### [PROMPT]
Count every line below that holds the word "derive", and give the number with no other words.

[THE DATA]

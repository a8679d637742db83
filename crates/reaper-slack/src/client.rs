//! Slack Web API client

use async_trait::async_trait;
use reaper_core::{MessageDeleter, MessageRef, PortResult};
use serde::{Deserialize, Serialize};

use crate::error::{SlackError, SlackResult};

/// Production Web API base URL
pub const DEFAULT_API_BASE_URL: &str = "https://slack.com/api";

const CHAT_DELETE: &str = "chat.delete";

#[derive(Debug, Serialize)]
struct DeleteRequest<'a> {
    channel: &'a str,
    ts: &'a str,
}

/// Envelope shared by every Web API response
#[derive(Debug, Default, Deserialize)]
struct ApiResponse {
    #[serde(default)]
    ok: bool,
    #[serde(default)]
    error: Option<String>,
}

/// Slack Web API client authenticated with a bot token
#[derive(Clone)]
pub struct SlackClient {
    client: reqwest::Client,
    bot_token: String,
    api_base_url: String,
}

impl std::fmt::Debug for SlackClient {
    fn fmt(&self, f: &mut std::fmt::Formatter<'_>) -> std::fmt::Result {
        f.debug_struct("SlackClient")
            .field("api_base_url", &self.api_base_url)
            .finish_non_exhaustive()
    }
}

impl SlackClient {
    /// Create a client against the production API
    pub fn new(bot_token: impl Into<String>) -> Self {
        Self::with_base_url(bot_token, DEFAULT_API_BASE_URL)
    }

    /// Create a client against a custom API base URL
    pub fn with_base_url(bot_token: impl Into<String>, api_base_url: impl Into<String>) -> Self {
        let api_base_url: String = api_base_url.into();
        Self {
            client: reqwest::Client::new(),
            bot_token: bot_token.into(),
            api_base_url: api_base_url.trim_end_matches('/').to_string(),
        }
    }

    /// Create a client from reaper-common config
    pub fn from_config(config: &reaper_common::SlackConfig) -> Self {
        Self::with_base_url(&config.bot_token, &config.api_base_url)
    }

    fn method_url(&self, method: &str) -> String {
        format!("{}/{method}", self.api_base_url)
    }

    /// Delete a message via `chat.delete`
    pub async fn delete_message(&self, channel: &str, ts: &str) -> SlackResult<()> {
        tracing::debug!(channel = %channel, ts = %ts, "Calling chat.delete");

        let resp = self
            .client
            .post(self.method_url(CHAT_DELETE))
            .bearer_auth(&self.bot_token)
            .json(&DeleteRequest { channel, ts })
            .send()
            .await?;

        let status = resp.status();
        let body = resp.text().await?;

        if !status.is_success() {
            return Err(SlackError::Status {
                method: CHAT_DELETE,
                status: status.as_u16(),
                body,
            });
        }

        // Slack returns 200 for most app-level errors; check JSON "ok" field
        let parsed: ApiResponse = serde_json::from_str(&body).unwrap_or_default();
        if !parsed.ok {
            return Err(SlackError::Api {
                method: CHAT_DELETE,
                error: parsed.error.unwrap_or_else(|| "unknown".to_string()),
            });
        }

        Ok(())
    }
}

#[async_trait]
impl MessageDeleter for SlackClient {
    async fn delete_message(&self, target: &MessageRef) -> PortResult<()> {
        SlackClient::delete_message(self, &target.channel, &target.ts)
            .await
            .map_err(Into::into)
    }
}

[/THE DATA]

### [YOUR RESPONSE]
3